Valid consent is much wider than simply providing information, and it comprises a number of considerations, the most significant of which are briefly summarised below.
- First you must determine that your patient has capacity to consent to treatment. ‘Capacity’ means the ability to use and understand information to make a decision.
- Even when you apply the 'capacity' test and you consider the patient isn’t capable of consent then you may still be able to treat the patient provided that you act with their best interests in mind. If they are under 16, you will either need to involve parent(s) or assess whether the child’s capacity to consent can be considered as ‘Gillick’ competent.
- Your next consideration is to establish what your patients wish to know about treatment, as well as telling them what you think they need to know. You should always respect your patients’ autonomy, it is their right to decide what happens to their body and they may decline your advice.
- What would a reasonable person expect to be told about the proposed treatment? What facts are important and relevant to this specific patient? (What risks might be specific to this planned procedure)?
- You may want to discuss why you think a proposed treatment is necessary; the risks and benefits of the proposed treatment; what might happen if the treatment is not carried out; and other forms of treatment, their risks and benefits, and whether or not you consider the treatment is appropriate.
- Do I need to provide any information for the patient in writing? Has the patient expressed a wish to have written information for consideration before they consent? (Remember consent is viewed as an ongoing process and not just about a signature on a consent form).
- Does the patient understand what treatment they have agreed to, and why? Have they been given an opportunity to have any concerns discussed, and/or have their questions answered?
- Does the patient understand the costs involved, including the potential future costs, in the event of any possible complications?
- Does the patient want or need time to consider these options, or to discuss your proposals with someone else? Can you/should you offer to assist in arranging a second opinion?
Although not part of the consent process, you should also ask yourself whether you have made accurate records that are sufficient to demonstrate (or reconstruct) all the key communications between the patient and me?
A full exploration of the subject of consent can be found in the dental advice booklet on consent that can be downloaded from the publications section of the website.
What could be considered to be 'a reasonable period of time' for a patient to think about their treatment options?
There is no definitive answer to this question because the consent process is ideally a detailed conversation between two individuals of sound mind. But the length of time needed for an individual patient to comprehend, weigh up and make an informed choice from their various treatment options will vary depending on the complexity of the treatment proposed and the risks and consequences of each procedure.
Plastic Surgeons, when offering elective cosmetic procedures, are expected to leave a two-week interval between the consultation and the treatment visit.
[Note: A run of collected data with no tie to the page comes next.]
//! 256-bit hash type

use std::fmt;
use thiserror::Error;

/// Hash parsing error
#[derive(Debug, Error, Clone, PartialEq, Eq)]
pub enum HashError {
    /// Invalid hex string
    #[error("invalid hex string: {0}")]
    InvalidHex(String),
    /// Invalid length
    #[error("invalid hash length: expected {expected} bytes, got {got}")]
    InvalidLength {
        /// Required length in bytes
        expected: usize,
        /// Length that was supplied
        got: usize,
    },
}

/// 256-bit hash (32 bytes).
///
/// Used for transaction hashes, storage slots, storage values and storage
/// roots. Ordering is lexicographic over the raw bytes.
#[derive(Clone, Copy, PartialEq, Eq, PartialOrd, Ord, Hash, Default)]
pub struct H256([u8; 32]);

impl H256 {
    /// Size in bytes
    pub const LEN: usize = 32;

    /// Zero hash
    pub const ZERO: H256 = H256([0u8; 32]);

    /// Create from bytes
    pub const fn from_bytes(bytes: [u8; 32]) -> Self {
        H256(bytes)
    }

    /// Create a hash whose last 8 bytes hold `value` big-endian.
    ///
    /// Handy for slot indices and small storage values.
    pub fn from_low_u64_be(value: u64) -> Self {
        let mut bytes = [0u8; 32];
        bytes[24..].copy_from_slice(&value.to_be_bytes());
        H256(bytes)
    }

    /// Create from slice
    pub fn from_slice(slice: &[u8]) -> Result<Self, HashError> {
        if slice.len() != Self::LEN {
            return Err(HashError::InvalidLength {
                expected: Self::LEN,
                got: slice.len(),
            });
        }
        let mut bytes = [0u8; 32];
        bytes.copy_from_slice(slice);
        Ok(H256(bytes))
    }

    /// Parse from hex string (with or without 0x prefix)
    pub fn from_hex(s: &str) -> Result<Self, HashError> {
        let s = s.strip_prefix("0x").unwrap_or(s);
        let bytes = hex::decode(s).map_err(|e| HashError::InvalidHex(e.to_string()))?;
        Self::from_slice(&bytes)
    }

    /// Get as bytes
    pub fn as_bytes(&self) -> &[u8; 32] {
        &self.0
    }

    /// Check if zero
    pub fn is_zero(&self) -> bool {
        self.0 == [0u8; 32]
    }

    /// Convert to hex string
    pub fn to_hex(&self) -> String {
        format!("0x{}", hex::encode(self.0))
    }
}

impl fmt::Debug for H256 {
    fn fmt(&self, f: &mut fmt::Formatter<'_>) -> fmt::Result {
        write!(f, "H256({})", self.to_hex())
    }
}

impl fmt::Display for H256 {
    fn fmt(&self, f: &mut fmt::Formatter<'_>) -> fmt::Result {
        write!(f, "{}", self.to_hex())
    }
}

impl From<[u8; 32]> for H256 {
    fn from(bytes: [u8; 32]) -> Self {
        H256(bytes)
    }
}

impl AsRef<[u8]> for H256 {
    fn as_ref(&self) -> &[u8] {
        &self.0
    }
}

#[cfg(feature = "serde")]
mod serde_impl {
    use super::*;
    use crate::serde_helpers::strip_hex_prefix;
    use serde::de::{self, Visitor};
    use serde::{Deserialize, Deserializer, Serialize, Serializer};

    impl Serialize for H256 {
        fn serialize<S: Serializer>(&self, serializer: S) -> Result<S::Ok, S::Error> {
            serializer.serialize_str(&self.to_hex())
        }
    }

    struct H256Visitor;

    impl<'de> Visitor<'de> for H256Visitor {
        type Value = H256;

        fn expecting(&self, f: &mut fmt::Formatter<'_>) -> fmt::Result {
            f.write_str("a 0x-prefixed hex string of 32 bytes")
        }

        fn visit_str<E: de::Error>(self, v: &str) -> Result<H256, E> {
            let digits = strip_hex_prefix(v).map_err(E::custom)?;
            let bytes = hex::decode(digits).map_err(E::custom)?;
            H256::from_slice(&bytes).map_err(E::custom)
        }
    }

    impl<'de> Deserialize<'de> for H256 {
        fn deserialize<D: Deserializer<'de>>(deserializer: D) -> Result<Self, D::Error> {
            deserializer.deserialize_str(H256Visitor)
        }
    }
}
It might be prudent for dentists offering elective cosmetic treatments to work to a similar system.
In the case of a patient seen in an emergency or on referral for the uncomplicated extraction of an infected/carious or broken tooth which is producing severe symptoms, any offer to press on with the procedure immediately means that the preceding consent process must be detailed.
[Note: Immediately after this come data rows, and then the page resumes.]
//! Serde helpers for the `0x`-prefixed hex conventions used on the wire.

use primitive_types::U256;
use serde::de::{self, Visitor};
use serde::{Deserializer, Serializer};
use std::fmt;

/// Strip the mandatory `0x` prefix from a hex string.
pub(crate) fn strip_hex_prefix(s: &str) -> Result<&str, String> {
    s.strip_prefix("0x")
        .or_else(|| s.strip_prefix("0X"))
        .ok_or_else(|| format!("hex string without 0x prefix: {:?}", s))
}

/// Digits of a hex quantity: `0x` prefix, at least one digit, no leading
/// zeros, at most `max_digits` digits.
fn quantity_digits(s: &str, max_digits: usize) -> Result<&str, String> {
    let digits = strip_hex_prefix(s)?;
    if digits.is_empty() {
        return Err("hex string \"0x\"".to_string());
    }
    if digits.len() > 1 && digits.starts_with('0') {
        return Err(format!("hex number with leading zero digits: {:?}", s));
    }
    if digits.len() > max_digits {
        return Err(format!("hex number > {} bits: {:?}", max_digits * 4, s));
    }
    Ok(digits)
}

/// Parse a hex quantity: `0x` prefix, at least one digit, no leading zeros,
/// at most 64 bits.
pub fn parse_quantity_u64(s: &str) -> Result<u64, String> {
    let digits = quantity_digits(s, 16)?;
    u64::from_str_radix(digits, 16).map_err(|e| format!("invalid hex quantity {:?}: {}", s, e))
}

/// Parse a hex quantity under the same rules as [`parse_quantity_u64`], at
/// most 256 bits.
pub fn parse_quantity_u256(s: &str) -> Result<U256, String> {
    let digits = quantity_digits(s, 64)?;
    U256::from_str_radix(digits, 16).map_err(|e| format!("invalid hex quantity {:?}: {}", s, e))
}

/// `Option<u64>` encoded as a hex quantity (`"0xffff"`).
///
/// Use together with `#[serde(default, skip_serializing_if = "Option::is_none")]`
/// so that an absent key stays `None`.
pub mod quantity_opt {
    use super::*;

    /// Serialize `Some(v)` as `"0x{v:x}"` and `None` as null.
    pub fn serialize<S: Serializer>(value: &Option<u64>, serializer: S) -> Result<S::Ok, S::Error> {
        match value {
            Some(v) => serializer.serialize_str(&format!("{:#x}", v)),
            None => serializer.serialize_none(),
        }
    }

    /// Deserialize a hex quantity, or null, into an `Option<u64>`.
    pub fn deserialize<'de, D: Deserializer<'de>>(deserializer: D) -> Result<Option<u64>, D::Error> {
        deserializer.deserialize_option(OptionVisitor)
    }

    struct OptionVisitor;

    impl<'de> Visitor<'de> for OptionVisitor {
        type Value = Option<u64>;

        fn expecting(&self, f: &mut fmt::Formatter<'_>) -> fmt::Result {
            f.write_str("a 0x-prefixed hex quantity or null")
        }

        fn visit_none<E: de::Error>(self) -> Result<Self::Value, E> {
            Ok(None)
        }

        fn visit_unit<E: de::Error>(self) -> Result<Self::Value, E> {
            Ok(None)
        }

        fn visit_some<D: Deserializer<'de>>(self, deserializer: D) -> Result<Self::Value, D::Error> {
            deserializer.deserialize_str(QuantityVisitor).map(Some)
        }
    }

    struct QuantityVisitor;

    impl<'de> Visitor<'de> for QuantityVisitor {
        type Value = u64;

        fn expecting(&self, f: &mut fmt::Formatter<'_>) -> fmt::Result {
            f.write_str("a 0x-prefixed hex quantity")
        }

        fn visit_str<E: de::Error>(self, v: &str) -> Result<u64, E> {
            parse_quantity_u64(v).map_err(E::custom)
        }
    }
}

/// `Option<U256>` encoded as a hex quantity (`"0x1b4"`).
///
/// Same rules as [`quantity_opt`]: unprefixed strings and leading zeros are
/// rejected rather than reinterpreted.
pub mod quantity_u256_opt {
    use super::*;

    /// Serialize `Some(v)` as `"0x{v:x}"` and `None` as null.
    pub fn serialize<S: Serializer>(value: &Option<U256>, serializer: S) -> Result<S::Ok, S::Error> {
        match value {
            Some(v) => serializer.serialize_str(&format!("0x{:x}", v)),
            None => serializer.serialize_none(),
        }
    }

    /// Deserialize a hex quantity, or null, into an `Option<U256>`.
    pub fn deserialize<'de, D: Deserializer<'de>>(deserializer: D) -> Result<Option<U256>, D::Error> {
        deserializer.deserialize_option(OptionVisitor)
    }

    struct OptionVisitor;

    impl<'de> Visitor<'de> for OptionVisitor {
        type Value = Option<U256>;

        fn expecting(&self, f: &mut fmt::Formatter<'_>) -> fmt::Result {
            f.write_str("a 0x-prefixed hex quantity or null")
        }

        fn visit_none<E: de::Error>(self) -> Result<Self::Value, E> {
            Ok(None)
        }

        fn visit_unit<E: de::Error>(self) -> Result<Self::Value, E> {
            Ok(None)
        }

        fn visit_some<D: Deserializer<'de>>(self, deserializer: D) -> Result<Self::Value, D::Error> {
            deserializer.deserialize_str(QuantityVisitor).map(Some)
        }
    }

    struct QuantityVisitor;

    impl<'de> Visitor<'de> for QuantityVisitor {
        type Value = U256;

        fn expecting(&self, f: &mut fmt::Formatter<'_>) -> fmt::Result {
            f.write_str("a 0x-prefixed hex quantity")
        }

        fn visit_str<E: de::Error>(self, v: &str) -> Result<U256, E> {
            parse_quantity_u256(v).map_err(E::custom)
        }
    }
}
It should also include the offer of a less restrictive option, such as treating the cause of the pain but not extracting the tooth at the initial visit.
The less well you know the patient, the greater the need for caution – but every patient needs sufficient time and opportunity to consider their options without feeling in any way pressured into making a decision before they have had sufficient time to consider.
Such an idea may seem impractical in the real world situation of a busy surgery where you are confronted with a patient who has been fitted in without an appointment because of their acute pain. The law, however, views such situations dispassionately and with a forensic mind set. The time that patients are given to consider their options is very likely to become a key issue in a nerve damage case, when the patient could have/should have had longer to think about the risks involved. In such situations the contemporaneous notes of the conversation will be invaluable evidence that the standard has been met.
In the case described above it might be sensible to offer the emergency patient a seat in the waiting room whist they consider the various options. The next patient can be seen before the emergency patient returns to say which treatment option they would prefer.